Lines from the entries below that hold "reports" form the answer; copy all of them.

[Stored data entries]
::::
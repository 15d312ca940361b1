//! Command-line entry points.

use clap::Args;

use crate::{
    ocr::split_pages,
    prelude::*,
    report::{FinancialReport, ReportParser},
};

pub mod ocr;
pub mod parse;
pub mod schema;

/// Options for choosing the caption vocabulary.
#[derive(Debug, Clone, Args)]
pub struct LabelOpts {
    /// TOML or JSON file with period captions, line-item captions and
    /// metrics. Sections it sets replace the built-in ones.
    #[clap(long = "labels", value_name = "PATH")]
    pub labels_path: Option<PathBuf>,
}

impl LabelOpts {
    /// Build a parser from these options.
    pub async fn parser(&self) -> Result<ReportParser> {
        ReportParser::from_config_path(self.labels_path.as_deref()).await
    }
}

/// Parse joined OCR text as one report per page.
pub fn parse_pages(parser: &ReportParser, text: &str) -> Vec<FinancialReport> {
    let reports = split_pages(text)
        .into_iter()
        .map(|page| parser.parse(page))
        .collect::<Vec<_>>();
    debug!(pages = reports.len(), "Parsed pages");
    reports
}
::::
**Response area**
    let reports = split_pages(text)
    debug!(pages = reports.len(), "Parsed pages");
    reports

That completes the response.